A Thing Called Reading…

my second home in the 1970s

One of my most vivid reading memories (aside from the hours I’d spend in the red beanbag chair in the kids room at the Carmel Valley Public Library reading and re-reading Julie Andrews Edwards’ The Last of the Really Great Whangdoodles) was when at 14, I got the chicken pox for the first time and read, in a literal fever, Ray Bradbury’s Dandelion Wine.

I hadn’t yet had the thought that a book was something I’d ever want to write myself, but I became aware (in a way that I couldn’t in that bean bag chair) of the book as a thing. And that in order to be transported, all I had to do was open this thing called book and do this other thing called read.

I mean, I was also itching all over and probably about a few fever degrees away from hallucinating, but still…I remember feeling this other thing called not alone. And that the presence of the spirit of the book was something that could not be argued.

Night before last I finished The Con by Ed McBain (Detective Steve Carella and life in the 87th Precinct…nothin’ like it). The women in the book were either 1) deaf and mute, 2) dumb enough to fall for a long-distance personal ad placed by a serial killer, 3) dead, or 4) about to be dead (from arsenic), but hey, it was published in 1957. Fun read!

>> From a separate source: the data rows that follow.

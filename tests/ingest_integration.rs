//! End-to-end ingestion tests against in-memory SQLite with a controllable clock

use async_trait::async_trait;
use axum::http::StatusCode;
use chrono::{DateTime, Duration, TimeZone, Utc};
use serde_json::json;
use std::net::IpAddr;
use std::sync::atomic::{AtomicUsize, Ordering};
use std::sync::{Arc, Mutex};
use wren::analytics::{
    Clock, Dimension, DimensionCount, GeoLocation, GeoLookup, Granularity, IngestError,
    IngestService, NoopGeo, SaltRotator, SeriesRow, TimeRange, ValidationError,
};
use wren::api::ApiError;
use wren::config::AnalyticsConfig;
use wren::models::{Beacon, DeviceType, NormalizedVisit, Site};
use wren::storage::{SqliteStorage, Storage, StorageError, StorageResult};

const CHROME_DESKTOP: &str = "Mozilla/5.0 (Windows NT 10.0; Win64; x64) AppleWebKit/537.36 (KHTML, like Gecko) Chrome/119.0.0.0 Safari/537.36";
const SAFARI_IPHONE: &str = "Mozilla/5.0 (iPhone; CPU iPhone OS 17_1 like Mac OS X) AppleWebKit/605.1.15 (KHTML, like Gecko) Version/17.1 Mobile/15E148 Safari/604.1";

struct TestClock(Mutex<DateTime<Utc>>);

impl TestClock {
    fn at(now: DateTime<Utc>) -> Arc<Self> {
        Arc::new(Self(Mutex::new(now)))
    }

    fn advance(&self, by: Duration) {
        let mut now = self.0.lock().unwrap();
        *now += by;
    }
}

impl Clock for TestClock {
    fn now(&self) -> DateTime<Utc> {
        *self.0.lock().unwrap()
    }
}

struct Harness {
    storage: Arc<dyn Storage>,
    service: IngestService,
    clock: Arc<TestClock>,
    site_id: i64,
}

async fn sqlite_storage() -> Arc<dyn Storage> {
    let storage = SqliteStorage::new("sqlite::memory:", 5).await.unwrap();
    storage.init().await.unwrap();
    Arc::new(storage)
}

async fn harness() -> Harness {
    harness_with(sqlite_storage().await, Arc::new(NoopGeo), AnalyticsConfig::default()).await
}

async fn harness_with(
    storage: Arc<dyn Storage>,
    geo: Arc<dyn GeoLookup>,
    config: AnalyticsConfig,
) -> Harness {
    let site = storage.register_site("example.com").await.unwrap();

    let clock = TestClock::at(Utc.with_ymd_and_hms(2024, 5, 1, 23, 50, 0).unwrap());
    let service = IngestService::new(
        Arc::clone(&storage),
        geo,
        Arc::new(SaltRotator::new(2)),
        &config,
    )
    .with_clock(clock.clone());

    Harness {
        storage,
        service,
        clock,
        site_id: site.id,
    }
}

fn beacon(url: &str, referrer: &str, user_agent: &str) -> Beacon {
    serde_json::from_value(json!({
        "referrer": referrer,
        "url": url,
        "pathname": "",
        "userAgent": user_agent,
        "language": "en-US",
        "timeSpentOnPage": 12,
        "utmSource": "newsletter"
    }))
    .unwrap()
}

fn ip(addr: &str) -> IpAddr {
    addr.parse().unwrap()
}

async fn stored_pages(h: &Harness) -> i64 {
    let range = TimeRange {
        start: 0,
        end: i64::MAX / 2,
    };
    h.storage
        .top_dimension(h.site_id, Dimension::Pages, range, 100)
        .await
        .unwrap()
        .iter()
        .map(|r| r.visits)
        .sum()
}

#[tokio::test]
async fn test_first_visit_is_unique_and_normalized() {
    let h = harness().await;

    let visit = h
        .service
        .ingest(
            beacon("https://example.com/blog/post?x=1", "", CHROME_DESKTOP),
            ip("203.0.113.7"),
        )
        .await
        .unwrap();

    assert!(visit.is_unique);
    assert_eq!(visit.website_id, h.site_id);
    assert_eq!(visit.domain, "example.com");
    assert_eq!(visit.referrer, "Direct");
    assert_eq!(visit.pathname, "/blog/post");
    assert_eq!(visit.device_type, DeviceType::Desktop);
    assert_eq!(visit.country, "Unknown");
    assert_eq!(visit.event_type, "pageview");
    assert_eq!(visit.time_spent_on_page, 12);
    assert_eq!(visit.utm.source.as_deref(), Some("newsletter"));
    // No client timestamp, so the server clock is used
    assert_eq!(visit.timestamp, h.clock.now().timestamp());
    assert_eq!(stored_pages(&h).await, 1);
}

#[tokio::test]
async fn test_repeat_visit_same_day_is_not_unique() {
    let h = harness().await;
    let first = h
        .service
        .ingest(
            beacon("https://example.com/", "https://t.co/abc?x=1", CHROME_DESKTOP),
            ip("203.0.113.7"),
        )
        .await
        .unwrap();
    assert!(first.is_unique);
    assert_eq!(first.referrer, "t.co/abc");

    h.clock.advance(Duration::minutes(5));
    let second = h
        .service
        .ingest(
            beacon("https://example.com/pricing", "", CHROME_DESKTOP),
            ip("203.0.113.7"),
        )
        .await
        .unwrap();
    assert!(!second.is_unique);

    // Any identity field change is a different visitor
    let other_ua = h
        .service
        .ingest(
            beacon("https://example.com/", "", SAFARI_IPHONE),
            ip("203.0.113.7"),
        )
        .await
        .unwrap();
    assert!(other_ua.is_unique);
    assert_eq!(other_ua.device_type, DeviceType::Mobile);

    let other_ip = h
        .service
        .ingest(
            beacon("https://example.com/", "", CHROME_DESKTOP),
            ip("203.0.113.8"),
        )
        .await
        .unwrap();
    assert!(other_ip.is_unique);

    assert_eq!(stored_pages(&h).await, 4);
}

#[tokio::test]
async fn test_uniqueness_resets_on_new_utc_day() {
    let h = harness().await;
    let visitor = || beacon("https://example.com/", "", CHROME_DESKTOP);

    assert!(h.service.ingest(visitor(), ip("198.51.100.4")).await.unwrap().is_unique);

    // 23:50 → 00:05 next day
    h.clock.advance(Duration::minutes(15));
    assert!(h.service.ingest(visitor(), ip("198.51.100.4")).await.unwrap().is_unique);
    assert!(!h.service.ingest(visitor(), ip("198.51.100.4")).await.unwrap().is_unique);

    assert_eq!(h.service.salts().len(), 2);
}

#[tokio::test]
async fn test_unknown_domain_is_not_found_and_not_stored() {
    let h = harness().await;

    let err = h
        .service
        .ingest(
            beacon("https://unregistered.org/", "", CHROME_DESKTOP),
            ip("203.0.113.7"),
        )
        .await
        .unwrap_err();

    assert!(matches!(err, IngestError::NotFound(ref d) if d == "unregistered.org"));
    assert_eq!(stored_pages(&h).await, 0);
}

#[tokio::test]
async fn test_invalid_referrer_is_rejected_before_any_write() {
    let h = harness().await;

    let err = h
        .service
        .ingest(
            beacon("https://example.com/", "not a url", CHROME_DESKTOP),
            ip("203.0.113.7"),
        )
        .await
        .unwrap_err();
    assert!(matches!(
        err,
        IngestError::Validation(ValidationError::InvalidReferrer { .. })
    ));
    assert_eq!(stored_pages(&h).await, 0);

    // The rejected beacon did not consume the visitor's first hit
    let visit = h
        .service
        .ingest(
            beacon("https://example.com/", "", CHROME_DESKTOP),
            ip("203.0.113.7"),
        )
        .await
        .unwrap();
    assert!(visit.is_unique);
}

#[tokio::test]
async fn test_client_timestamp_is_stored() {
    let h = harness().await;
    let mut b = beacon("https://example.com/", "", CHROME_DESKTOP);
    let sent_at = Utc.with_ymd_and_hms(2024, 5, 1, 23, 49, 30).unwrap();
    b.timestamp = Some(sent_at);

    let visit = h.service.ingest(b, ip("203.0.113.7")).await.unwrap();
    assert_eq!(visit.timestamp, sent_at.timestamp());
}

#[tokio::test]
async fn test_concurrent_identical_beacons_count_one_unique() {
    let h = Arc::new(harness().await);
    let mut handles = vec![];

    for _ in 0..10 {
        let h = Arc::clone(&h);
        handles.push(tokio::spawn(async move {
            h.service
                .ingest(
                    beacon("https://example.com/", "", CHROME_DESKTOP),
                    ip("192.0.2.10"),
                )
                .await
                .unwrap()
                .is_unique
        }));
    }

    let mut unique = 0;
    for handle in handles {
        if handle.await.unwrap() {
            unique += 1;
        }
    }
    assert_eq!(unique, 1);
    assert_eq!(stored_pages(&h).await, 10);
}

/// Storage over in-memory SQLite that can be told to misbehave during ingestion
struct FaultyStorage {
    inner: Arc<dyn Storage>,
    /// `find_site` answers with an id that has no row, so the visit insert fails
    stale_lookups: AtomicUsize,
    /// `record_visit` fails before reaching the store
    failed_records: AtomicUsize,
    record_delay: Option<std::time::Duration>,
}

impl FaultyStorage {
    async fn new() -> Self {
        Self {
            inner: sqlite_storage().await,
            stale_lookups: AtomicUsize::new(0),
            failed_records: AtomicUsize::new(0),
            record_delay: None,
        }
    }

    fn inner(&self) -> &dyn Storage {
        self.inner.as_ref()
    }
}

fn take_one(counter: &AtomicUsize) -> bool {
    counter
        .fetch_update(Ordering::SeqCst, Ordering::SeqCst, |n| n.checked_sub(1))
        .is_ok()
}

#[async_trait]
impl Storage for FaultyStorage {
    async fn init(&self) -> anyhow::Result<()> {
        self.inner().init().await
    }

    async fn register_site(&self, domain: &str) -> StorageResult<Site> {
        self.inner().register_site(domain).await
    }

    async fn find_site(&self, domain: &str) -> StorageResult<Option<Site>> {
        let site = self.inner().find_site(domain).await?;
        if take_one(&self.stale_lookups) {
            return Ok(site.map(|s| Site {
                id: s.id + 1_000_000,
                ..s
            }));
        }
        Ok(site)
    }

    async fn list_sites(&self) -> StorageResult<Vec<Site>> {
        self.inner().list_sites().await
    }

    async fn remove_site(&self, domain: &str) -> StorageResult<bool> {
        self.inner().remove_site(domain).await
    }

    async fn insert_fingerprint_if_absent(
        &self,
        fingerprint: &str,
        day: &str,
        first_seen: i64,
    ) -> StorageResult<bool> {
        self.inner()
            .insert_fingerprint_if_absent(fingerprint, day, first_seen)
            .await
    }

    async fn purge_fingerprints_before(&self, day: &str) -> StorageResult<u64> {
        self.inner().purge_fingerprints_before(day).await
    }

    async fn insert_visit(&self, visit: &NormalizedVisit) -> StorageResult<i64> {
        self.inner().insert_visit(visit).await
    }

    async fn record_visit(
        &self,
        fingerprint: &str,
        day: &str,
        first_seen: i64,
        visit: &mut NormalizedVisit,
    ) -> StorageResult<bool> {
        if take_one(&self.failed_records) {
            return Err(StorageError::Unavailable(anyhow::anyhow!(
                "seen_fingerprints insert failed"
            )));
        }
        if let Some(delay) = self.record_delay {
            tokio::time::sleep(delay).await;
        }
        self.inner()
            .record_visit(fingerprint, day, first_seen, visit)
            .await
    }

    async fn top_dimension(
        &self,
        website_id: i64,
        dimension: Dimension,
        range: TimeRange,
        limit: i64,
    ) -> StorageResult<Vec<DimensionCount>> {
        self.inner()
            .top_dimension(website_id, dimension, range, limit)
            .await
    }

    async fn series(
        &self,
        website_id: i64,
        range: TimeRange,
        granularity: Granularity,
    ) -> StorageResult<Vec<SeriesRow>> {
        self.inner().series(website_id, range, granularity).await
    }

    async fn count_pageviews_since(&self, website_id: i64, since: i64) -> StorageResult<i64> {
        self.inner().count_pageviews_since(website_id, since).await
    }
}

/// GeoIP resolver that blocks its thread, like a lookup on a cold disk
struct SlowGeo(std::time::Duration);

impl GeoLookup for SlowGeo {
    fn lookup(&self, _ip: IpAddr) -> GeoLocation {
        std::thread::sleep(self.0);
        GeoLocation::default()
    }
}

fn timeout_config(ms: u64) -> AnalyticsConfig {
    AnalyticsConfig {
        external_call_timeout_ms: ms,
        ..AnalyticsConfig::default()
    }
}

#[tokio::test]
async fn test_failed_visit_write_keeps_first_hit_for_retry() {
    let storage = FaultyStorage::new().await;
    storage.stale_lookups.store(1, Ordering::SeqCst);
    let h = harness_with(Arc::new(storage), Arc::new(NoopGeo), AnalyticsConfig::default()).await;
    let visitor = || beacon("https://example.com/", "", CHROME_DESKTOP);

    // The fingerprint insert succeeds inside the transaction, the visit insert does not
    let err = h.service.ingest(visitor(), ip("203.0.113.7")).await.unwrap_err();
    assert!(matches!(
        err,
        IngestError::Storage(StorageError::Unavailable(_))
    ));
    assert_eq!(stored_pages(&h).await, 0);

    let retry = h.service.ingest(visitor(), ip("203.0.113.7")).await.unwrap();
    assert!(retry.is_unique);
    assert_eq!(stored_pages(&h).await, 1);
}

#[tokio::test]
async fn test_dedup_failure_is_a_storage_error_and_writes_nothing() {
    let storage = FaultyStorage::new().await;
    storage.failed_records.store(1, Ordering::SeqCst);
    let h = harness_with(Arc::new(storage), Arc::new(NoopGeo), AnalyticsConfig::default()).await;

    let err = h
        .service
        .ingest(
            beacon("https://example.com/", "", CHROME_DESKTOP),
            ip("203.0.113.7"),
        )
        .await
        .unwrap_err();
    assert!(matches!(
        err,
        IngestError::Storage(StorageError::Unavailable(_))
    ));
    assert_eq!(ApiError::from(err).status(), StatusCode::INTERNAL_SERVER_ERROR);
    assert_eq!(stored_pages(&h).await, 0);

    // A storage failure is never reported as unique, and never consumes the first hit
    let retry = h
        .service
        .ingest(
            beacon("https://example.com/", "", CHROME_DESKTOP),
            ip("203.0.113.7"),
        )
        .await
        .unwrap();
    assert!(retry.is_unique);
}

#[tokio::test]
async fn test_slow_storage_times_out_as_unavailable() {
    let mut storage = FaultyStorage::new().await;
    storage.record_delay = Some(std::time::Duration::from_millis(200));
    let h = harness_with(Arc::new(storage), Arc::new(NoopGeo), timeout_config(1)).await;

    let err = h
        .service
        .ingest(
            beacon("https://example.com/", "", CHROME_DESKTOP),
            ip("203.0.113.7"),
        )
        .await
        .unwrap_err();
    assert!(matches!(err, IngestError::Storage(StorageError::Timeout)));
    assert_eq!(ApiError::from(err).status(), StatusCode::SERVICE_UNAVAILABLE);
    assert_eq!(stored_pages(&h).await, 0);
}

#[tokio::test]
async fn test_slow_geoip_lookup_times_out() {
    let h = harness_with(
        sqlite_storage().await,
        Arc::new(SlowGeo(std::time::Duration::from_millis(300))),
        timeout_config(20),
    )
    .await;

    let err = h
        .service
        .ingest(
            beacon("https://example.com/", "", CHROME_DESKTOP),
            ip("203.0.113.7"),
        )
        .await
        .unwrap_err();
    assert!(matches!(err, IngestError::Storage(StorageError::Timeout)));
    assert_eq!(stored_pages(&h).await, 0);
}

Yesterday I read Robert Schirmer’s story “Ghost Theater” on Joylandmagazine.com. A haunting and brilliant story. (Also Bob Schirmer is an editor at Outpost19—two writers I know have digital books forthcoming with Outpost19).

I’m also reading The Gift by Lewis Hyde.

And The War of Art by Steven Pressfield.

I’m always reading and re-reading sections of Priscilla Long’s The Writer’s Portable Mentor.

I plan, next, to finish Another Bullshit Night in Suck City by Nick Flynn. (The movie will be coming out soon and I want to have read this before the movie images overshadow my reading experience.)

After that, I will move on to Antonya Nelson’s novel Bound.

My mom suggested I read the article in the NYer about the tv show Portlandia. So I have that on my nightstand on the ready.

Read on.

Note to Self: Do Not Ignore the Spark

I’m inspired this morning by reading writer Wendy Rawlings’ new blog, The Agnosticator. Her posts are personal, heartfelt, brief, and make me want to write. Lately, when I feel that spark, I see it out of the corner of my eye and tell myself—sinfully—that I’ll respond later. But it’s called a spark because it’s quick and if it occurs at the right place at the right time, a whole house could go up in flames. If a piece of writing is a house, and fire is what we’re hoping for, I better stop turning away.

Circa 1984

In today’s post, Wendy writes about her early attempts at writing, one of which when she was twelve. When I was twelve, I was doing many things at once: discovering the benefits and defecits of combining THC with Bartyls & James wine coolers, attempting (fruitlessly it turns out) to maintain the possibility of becoming if not an olympic gymnast at least one with a scholarship at an NCAA school, and I was making early attempts at writing—I kept a journal over which I cried often.

In my head, and my headphones, David Bowie (the David Bowie who sang “Rebel, Rebel,” and “Changes” not so much the one who sang “Let’s Dance”) is the only one who truly understood me.

I am no longer a gymnast, pot and alcohol have fallen away, but writing (as well as Bowie) remain. I think my writing is better than it was when I was twelve. I don’t cry over my journal as often as I did then, and I’m glad to be forty instead of twelve. But the spark…the spark needs my utmost attention.